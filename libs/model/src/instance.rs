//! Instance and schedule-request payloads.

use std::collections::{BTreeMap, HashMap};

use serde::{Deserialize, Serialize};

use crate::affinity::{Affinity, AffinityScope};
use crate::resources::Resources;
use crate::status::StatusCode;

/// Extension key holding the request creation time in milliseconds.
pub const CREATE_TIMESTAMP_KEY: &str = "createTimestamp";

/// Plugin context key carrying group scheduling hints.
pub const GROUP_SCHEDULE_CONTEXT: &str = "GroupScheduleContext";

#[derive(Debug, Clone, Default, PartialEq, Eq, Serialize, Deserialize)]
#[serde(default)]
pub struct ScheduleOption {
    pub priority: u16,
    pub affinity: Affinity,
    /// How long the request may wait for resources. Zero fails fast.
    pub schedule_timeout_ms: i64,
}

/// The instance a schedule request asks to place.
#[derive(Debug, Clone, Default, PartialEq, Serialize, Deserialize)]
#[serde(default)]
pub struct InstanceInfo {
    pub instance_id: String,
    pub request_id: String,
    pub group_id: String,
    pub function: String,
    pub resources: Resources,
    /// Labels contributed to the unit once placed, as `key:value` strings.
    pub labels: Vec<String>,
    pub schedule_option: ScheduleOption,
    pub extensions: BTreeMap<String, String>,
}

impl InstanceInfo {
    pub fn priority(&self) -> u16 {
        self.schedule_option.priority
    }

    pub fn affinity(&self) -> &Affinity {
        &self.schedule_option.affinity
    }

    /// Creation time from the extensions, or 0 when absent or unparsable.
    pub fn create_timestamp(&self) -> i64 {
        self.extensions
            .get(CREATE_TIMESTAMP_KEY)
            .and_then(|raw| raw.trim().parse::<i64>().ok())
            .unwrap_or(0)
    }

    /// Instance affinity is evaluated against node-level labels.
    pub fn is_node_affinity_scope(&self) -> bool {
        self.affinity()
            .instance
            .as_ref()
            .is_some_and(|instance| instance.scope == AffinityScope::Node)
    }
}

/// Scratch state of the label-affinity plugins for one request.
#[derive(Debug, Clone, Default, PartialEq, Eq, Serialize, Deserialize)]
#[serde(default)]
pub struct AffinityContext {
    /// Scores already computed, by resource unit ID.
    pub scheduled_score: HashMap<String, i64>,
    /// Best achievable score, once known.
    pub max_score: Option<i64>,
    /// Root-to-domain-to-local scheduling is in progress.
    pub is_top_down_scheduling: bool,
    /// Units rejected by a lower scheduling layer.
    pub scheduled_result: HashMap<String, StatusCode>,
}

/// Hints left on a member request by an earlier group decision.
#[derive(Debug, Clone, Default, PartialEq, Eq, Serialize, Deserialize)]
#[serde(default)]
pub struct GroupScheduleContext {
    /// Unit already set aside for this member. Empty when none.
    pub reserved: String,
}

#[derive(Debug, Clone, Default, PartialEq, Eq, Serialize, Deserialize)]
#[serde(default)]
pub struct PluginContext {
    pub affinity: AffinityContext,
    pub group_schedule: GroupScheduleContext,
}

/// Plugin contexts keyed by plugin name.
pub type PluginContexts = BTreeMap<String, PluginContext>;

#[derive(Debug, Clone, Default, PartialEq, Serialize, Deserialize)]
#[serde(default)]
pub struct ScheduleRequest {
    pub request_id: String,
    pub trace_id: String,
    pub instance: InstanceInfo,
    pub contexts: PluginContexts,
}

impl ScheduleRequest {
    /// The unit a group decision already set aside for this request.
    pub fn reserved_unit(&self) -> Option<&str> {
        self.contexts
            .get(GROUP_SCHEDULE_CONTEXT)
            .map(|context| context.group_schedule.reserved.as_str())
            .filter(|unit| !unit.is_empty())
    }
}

▶ _Problem to work on_
Set down the records above once more, exactly as they stand.

▶ _Exercise output_
filename libs/model/src/instance.rs
//! Instance and schedule-request payloads.

use std::collections::{BTreeMap, HashMap};

use serde::{Deserialize, Serialize};

use crate::affinity::{Affinity, AffinityScope};
use crate::resources::Resources;
use crate::status::StatusCode;

/// Extension key holding the request creation time in milliseconds.
pub const CREATE_TIMESTAMP_KEY: &str = "createTimestamp";

/// Plugin context key carrying group scheduling hints.
pub const GROUP_SCHEDULE_CONTEXT: &str = "GroupScheduleContext";

#[derive(Debug, Clone, Default, PartialEq, Eq, Serialize, Deserialize)]
#[serde(default)]
pub struct ScheduleOption {
    pub priority: u16,
    pub affinity: Affinity,
    /// How long the request may wait for resources. Zero fails fast.
    pub schedule_timeout_ms: i64,
}

/// The instance a schedule request asks to place.
#[derive(Debug, Clone, Default, PartialEq, Serialize, Deserialize)]
#[serde(default)]
pub struct InstanceInfo {
    pub instance_id: String,
    pub request_id: String,
    pub group_id: String,
    pub function: String,
    pub resources: Resources,
    /// Labels contributed to the unit once placed, as `key:value` strings.
    pub labels: Vec<String>,
    pub schedule_option: ScheduleOption,
    pub extensions: BTreeMap<String, String>,
}

impl InstanceInfo {
    pub fn priority(&self) -> u16 {
        self.schedule_option.priority
    }

    pub fn affinity(&self) -> &Affinity {
        &self.schedule_option.affinity
    }

    /// Creation time from the extensions, or 0 when absent or unparsable.
    pub fn create_timestamp(&self) -> i64 {
        self.extensions
            .get(CREATE_TIMESTAMP_KEY)
            .and_then(|raw| raw.trim().parse::<i64>().ok())
            .unwrap_or(0)
    }

    /// Instance affinity is evaluated against node-level labels.
    pub fn is_node_affinity_scope(&self) -> bool {
        self.affinity()
            .instance
            .as_ref()
            .is_some_and(|instance| instance.scope == AffinityScope::Node)
    }
}

/// Scratch state of the label-affinity plugins for one request.
#[derive(Debug, Clone, Default, PartialEq, Eq, Serialize, Deserialize)]
#[serde(default)]
pub struct AffinityContext {
    /// Scores already computed, by resource unit ID.
    pub scheduled_score: HashMap<String, i64>,
    /// Best achievable score, once known.
    pub max_score: Option<i64>,
    /// Root-to-domain-to-local scheduling is in progress.
    pub is_top_down_scheduling: bool,
    /// Units rejected by a lower scheduling layer.
    pub scheduled_result: HashMap<String, StatusCode>,
}

/// Hints left on a member request by an earlier group decision.
#[derive(Debug, Clone, Default, PartialEq, Eq, Serialize, Deserialize)]
#[serde(default)]
pub struct GroupScheduleContext {
    /// Unit already set aside for this member. Empty when none.
    pub reserved: String,
}

#[derive(Debug, Clone, Default, PartialEq, Eq, Serialize, Deserialize)]
#[serde(default)]
pub struct PluginContext {
    pub affinity: AffinityContext,
    pub group_schedule: GroupScheduleContext,
}

/// Plugin contexts keyed by plugin name.
pub type PluginContexts = BTreeMap<String, PluginContext>;

#[derive(Debug, Clone, Default, PartialEq, Serialize, Deserialize)]
#[serde(default)]
pub struct ScheduleRequest {
    pub request_id: String,
    pub trace_id: String,
    pub instance: InstanceInfo,
    pub contexts: PluginContexts,
}

impl ScheduleRequest {
    /// The unit a group decision already set aside for this request.
    pub fn reserved_unit(&self) -> Option<&str> {
        self.contexts
            .get(GROUP_SCHEDULE_CONTEXT)
            .map(|context| context.group_schedule.reserved.as_str())
            .filter(|unit| !unit.is_empty())
    }
}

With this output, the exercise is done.